***** Raw data

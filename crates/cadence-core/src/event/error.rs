// Copyright 2025 eraflo
//
// Licensed under the Apache License, Version 2.0 (the "License");
// you may not use this file except in compliance with the License.
// You may obtain a copy of the License at
//
//     http://www.apache.org/licenses/LICENSE-2.0
//
// Unless required by applicable law or agreed to in writing, software
// distributed under the License is distributed on an "AS IS" BASIS,
// WITHOUT WARRANTIES OR CONDITIONS OF ANY KIND, either express or implied.
// See the License for the specific language governing permissions and
// limitations under the License.

//! Error types for the event subsystem.

use std::fmt;

/// An error from an [`EventBus`](crate::event::EventBus) or
/// [`EventTypeRegistry`](crate::event::EventTypeRegistry) operation.
///
/// These are expected steady-state outcomes (probing before registering,
/// addressing a listener that was already removed), not faults; nothing in
/// the bus panics on them.
#[derive(Debug, Clone, PartialEq, Eq)]
pub enum BusError {
    /// The event type is not declared in either namespace.
    UnknownType {
        /// The name that failed to resolve.
        name: String,
    },
    /// No listener with the given name is registered for the event type.
    UnknownListener {
        /// The event type that was addressed.
        event: String,
        /// The listener name that was not found.
        name: String,
    },
    /// A type with this name is already declared.
    TypeExists {
        /// The conflicting name.
        name: String,
    },
}

impl fmt::Display for BusError {
    fn fmt(&self, f: &mut fmt::Formatter<'_>) -> fmt::Result {
        match self {
            BusError::UnknownType { name } => {
                write!(f, "Unknown event type '{name}'")
            }
            BusError::UnknownListener { event, name } => {
                write!(f, "No listener '{name}' registered for event '{event}'")
            }
            BusError::TypeExists { name } => {
                write!(f, "Event type '{name}' is already declared")
            }
        }
    }
}

impl std::error::Error for BusError {}
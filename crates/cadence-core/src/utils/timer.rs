// Copyright 2025 eraflo
//
// Licensed under the Apache License, Version 2.0 (the "License");
// you may not use this file except in compliance with the License.
// You may obtain a copy of the License at
//
//     http://www.apache.org/licenses/LICENSE-2.0
//
// Unless required by applicable law or agreed to in writing, software
// distributed under the License is distributed on an "AS IS" BASIS,
// WITHOUT WARRANTIES OR CONDITIONS OF ANY KIND, either express or implied.
// See the License for the specific language governing permissions and
// limitations under the License.

//! Wall-clock elapsed-time measurement.

use std::time::{Duration, Instant};

/// A monotonic stopwatch that starts counting on creation.
///
/// Backs [`SystemClock`](crate::host::SystemClock), which turns the elapsed
/// reading into the millisecond timestamps the scheduler consumes.
#[derive(Debug, Clone)]
pub struct Stopwatch {
    start: Instant,
}

impl Stopwatch {
    /// Creates a new stopwatch, started at the moment of the call.
    #[inline]
    pub fn new() -> Self {
        Self {
            start: Instant::now(),
        }
    }

    /// Returns the time elapsed since the stopwatch was created.
    #[inline]
    pub fn elapsed(&self) -> Duration {
        self.start.elapsed()
    }

    /// Returns the elapsed time in whole milliseconds.
    #[inline]
    pub fn elapsed_ms(&self) -> u64 {
        self.elapsed().as_millis() as u64
    }

    /// Returns the elapsed time in seconds as an `f64`.
    #[inline]
    pub fn elapsed_secs_f64(&self) -> f64 {
        self.elapsed().as_secs_f64()
    }
}

impl Default for Stopwatch {
    fn default() -> Self {
        Self::new()
    }
}
// Copyright 2025 eraflo
//
// Licensed under the Apache License, Version 2.0 (the "License");
// you may not use this file except in compliance with the License.
// You may obtain a copy of the License at
//
//     http://www.apache.org/licenses/LICENSE-2.0
//
// Unless required by applicable law or agreed to in writing, software
// distributed under the License is distributed on an "AS IS" BASIS,
// WITHOUT WARRANTIES OR CONDITIONS OF ANY KIND, either express or implied.
// See the License for the specific language governing permissions and
// limitations under the License.

//! Deterministic auto-naming for registry keys.
//!
//! Both the event bus and the plugin hub hand out unique keys of the form
//! `base<delimiter>N`. The next key always uses a suffix strictly greater
//! than the highest one currently in use, so removing and re-adding entries
//! never recycles a name.

/// Returns the next free name for `base` among `existing` keys.
///
/// If `base` already carries a `<delimiter><number>` suffix, that suffix is
/// stripped before scanning, so repeatedly auto-naming an auto-named key does
/// not compound suffixes (`anon-2` becomes `anon-3`, not `anon-2-0`).
pub fn next_name<'a, I>(existing: I, base: &str, delimiter: char) -> String
where
    I: IntoIterator<Item = &'a str>,
{
    let stem = strip_numeric_suffix(base, delimiter);
    let prefix = format!("{stem}{delimiter}");

    let mut max: i64 = -1;
    for key in existing {
        if let Some(rest) = key.strip_prefix(prefix.as_str()) {
            if !rest.is_empty() && rest.chars().all(|c| c.is_ascii_digit()) {
                if let Ok(n) = rest.parse::<i64>() {
                    max = max.max(n);
                }
            }
        }
    }

    format!("{prefix}{}", max + 1)
}

/// Strips a trailing `<delimiter><digits>` suffix from `base`, if present.
fn strip_numeric_suffix(base: &str, delimiter: char) -> &str {
    if let Some(pos) = base.rfind(delimiter) {
        let tail = &base[pos + delimiter.len_utf8()..];
        if !tail.is_empty() && tail.chars().all(|c| c.is_ascii_digit()) {
            return &base[..pos];
        }
    }
    base
}
// Copyright 2025 eraflo
//
// Licensed under the Apache License, Version 2.0 (the "License");
// you may not use this file except in compliance with the License.
// You may obtain a copy of the License at
//
//     http://www.apache.org/licenses/LICENSE-2.0
//
// Unless required by applicable law or agreed to in writing, software
// distributed under the License is distributed on an "AS IS" BASIS,
// WITHOUT WARRANTIES OR CONDITIONS OF ANY KIND, either express or implied.
// See the License for the specific language governing permissions and
// limitations under the License.

//! Per-instance plugin synchronization.

use crate::event::{self, EventBus, EventData, PluginNotice, RegisterOutcome};
use crate::plugin::namespace::{InstallOutcome, Namespace};
use crate::plugin::registry::{PluginFn, PluginHub, PluginOptions};
use std::cell::{Cell, RefCell};
use std::collections::HashSet;
use std::rc::Rc;

/// Binds the shared [`PluginHub`] to one runtime instance.
///
/// The scheduler calls [`sync`](Self::sync) every step; the hub revision
/// check makes the steady-state call a single integer comparison. Entries
/// registered since the last sync get their event subscriptions and
/// namespace installation applied exactly once per host.
pub struct PluginHost {
    hub: PluginHub,
    seen: RefCell<HashSet<String>>,
    synced_revision: Cell<u64>,
}

impl PluginHost {
    /// Creates a host that tracks the given hub.
    pub fn new(hub: PluginHub) -> Self {
        Self {
            hub,
            seen: RefCell::new(HashSet::new()),
            synced_revision: Cell::new(0),
        }
    }

    /// The hub this host synchronizes against.
    pub fn hub(&self) -> &PluginHub {
        &self.hub
    }

    /// Applies every not-yet-seen hub entry to this instance.
    pub fn sync(&self, bus: &EventBus, namespace: &Rc<RefCell<Namespace>>) {
        if self.synced_revision.get() == self.hub.revision() {
            return;
        }

        for (name, func, options) in self.hub.snapshot() {
            let unseen = self.seen.borrow_mut().insert(name.clone());
            if !unseen {
                continue;
            }
            self.subscribe(bus, &name, &func, &options);
            self.install(bus, namespace, &name, func, &options);
        }

        self.synced_revision.set(self.hub.revision());
    }

    fn subscribe(&self, bus: &EventBus, name: &str, func: &PluginFn, options: &PluginOptions) {
        let mut subscribed: HashSet<&str> = HashSet::new();
        for ty in &options.event_types {
            if !subscribed.insert(ty.as_str()) {
                log::warn!("Plugin '{name}' already subscribes to '{ty}'; skipping duplicate");
                continue;
            }
            let listener_name = format!("{name}@{ty}");
            match bus.register_callback(ty, Some(&listener_name), false, func.clone()) {
                Ok(RegisterOutcome::Registered(_)) => {}
                Ok(RegisterOutcome::AlreadySatisfied) => {
                    log::debug!("Plugin '{name}' caught the past one-shot event '{ty}'");
                }
                Err(e) => {
                    log::warn!("Plugin '{name}' subscription to '{ty}' failed: {e}");
                }
            }
        }
    }

    fn install(
        &self,
        bus: &EventBus,
        namespace: &Rc<RefCell<Namespace>>,
        name: &str,
        func: PluginFn,
        options: &PluginOptions,
    ) {
        let Some(spec) = &options.install else {
            return;
        };

        let outcome = namespace
            .borrow_mut()
            .install(&spec.path, func, spec.overwrite);
        let notice = EventData::Plugin(PluginNotice {
            plugin: name.to_string(),
            path: spec.path.clone(),
        });
        match outcome {
            InstallOutcome::Added => {
                if let Err(e) = bus.dispatch(event::PLUGIN_ADDED, &notice) {
                    log::error!("Plugin-added notification failed: {e}");
                }
            }
            InstallOutcome::Overwritten => {
                log::info!("Plugin '{name}' overwrote '{}'", spec.path);
                if let Err(e) = bus.dispatch(event::PLUGIN_OVERWRITTEN, &notice) {
                    log::error!("Plugin-overwritten notification failed: {e}");
                }
            }
            InstallOutcome::Occupied => {
                log::warn!(
                    "Install target '{}' is occupied; plugin '{name}' not installed",
                    spec.path
                );
            }
            InstallOutcome::InvalidPath => {
                log::warn!(
                    "Install path '{}' is invalid; plugin '{name}' not installed",
                    spec.path
                );
            }
        }
    }
}

#[cfg(test)]
mod tests {
    use super::*;
    use crate::event::bus::callback;
    use crate::event::EventTypeRegistry;
    use crate::plugin::registry::InstallSpec;

    fn rig() -> (EventBus, PluginHub, PluginHost, Rc<RefCell<Namespace>>) {
        let bus = EventBus::new(EventTypeRegistry::new());
        let hub = PluginHub::new();
        let host = PluginHost::new(hub.clone());
        let namespace = Rc::new(RefCell::new(Namespace::new()));
        (bus, hub, host, namespace)
    }

    #[test]
    fn sync_subscribes_declared_event_types() {
        let (bus, hub, host, ns) = rig();
        hub.register(
            callback(|_| Ok(())),
            Some("probe"),
            PluginOptions {
                event_types: vec![event::FRAME.to_string(), event::TICK.to_string()],
                install: None,
            },
        );

        host.sync(&bus, &ns);
        assert_eq!(bus.listener_names(event::FRAME).unwrap(), vec!["probe@frame"]);
        assert_eq!(bus.listener_names(event::TICK).unwrap(), vec!["probe@tick"]);
    }

    #[test]
    fn duplicate_subscription_is_skipped() {
        let (bus, hub, host, ns) = rig();
        hub.register(
            callback(|_| Ok(())),
            Some("probe"),
            PluginOptions {
                event_types: vec![event::FRAME.to_string(), event::FRAME.to_string()],
                install: None,
            },
        );

        host.sync(&bus, &ns);
        assert_eq!(
            bus.listener_names(event::FRAME).unwrap(),
            vec!["probe@frame"],
            "the duplicate type must subscribe only once"
        );
    }

    #[test]
    fn sync_is_idempotent_per_entry() {
        let (bus, hub, host, ns) = rig();
        hub.register(
            callback(|_| Ok(())),
            Some("probe"),
            PluginOptions {
                event_types: vec![event::FRAME.to_string()],
                install: None,
            },
        );

        host.sync(&bus, &ns);
        host.sync(&bus, &ns);
        assert_eq!(bus.listener_names(event::FRAME).unwrap().len(), 1);

        // A later registration only applies the new entry.
        hub.register(
            callback(|_| Ok(())),
            Some("late"),
            PluginOptions {
                event_types: vec![event::FRAME.to_string()],
                install: None,
            },
        );
        host.sync(&bus, &ns);
        assert_eq!(
            bus.listener_names(event::FRAME).unwrap(),
            vec!["probe@frame", "late@frame"]
        );
    }

    #[test]
    fn install_emits_added_notification() {
        let (bus, hub, host, ns) = rig();
        let notices = Rc::new(RefCell::new(Vec::new()));
        let n = Rc::clone(&notices);
        bus.register(event::PLUGIN_ADDED, move |data| {
            if let EventData::Plugin(notice) = data {
                n.borrow_mut().push(notice.clone());
            }
            Ok(())
        })
        .unwrap();

        hub.register(
            callback(|_| Ok(())),
            Some("shake"),
            PluginOptions {
                event_types: Vec::new(),
                install: Some(InstallSpec {
                    path: "tools.shake".to_string(),
                    overwrite: false,
                }),
            },
        );
        host.sync(&bus, &ns);

        assert!(ns.borrow().get("tools.shake").is_some());
        let notices = notices.borrow();
        assert_eq!(notices.len(), 1);
        assert_eq!(notices[0].plugin, "shake");
        assert_eq!(notices[0].path, "tools.shake");
    }

    #[test]
    fn unknown_subscription_type_degrades_to_a_warning() {
        let (bus, hub, host, ns) = rig();
        hub.register(
            callback(|_| Ok(())),
            Some("probe"),
            PluginOptions {
                event_types: vec!["no-such-type".to_string(), event::FRAME.to_string()],
                install: None,
            },
        );

        // The bad subscription is skipped; the good one still lands.
        host.sync(&bus, &ns);
        assert_eq!(bus.listener_names(event::FRAME).unwrap(), vec!["probe@frame"]);
    }
}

**********

Work to be completed:
Scan the entries for lines with the string "tools". Report only how many there are.

Response to the task:
3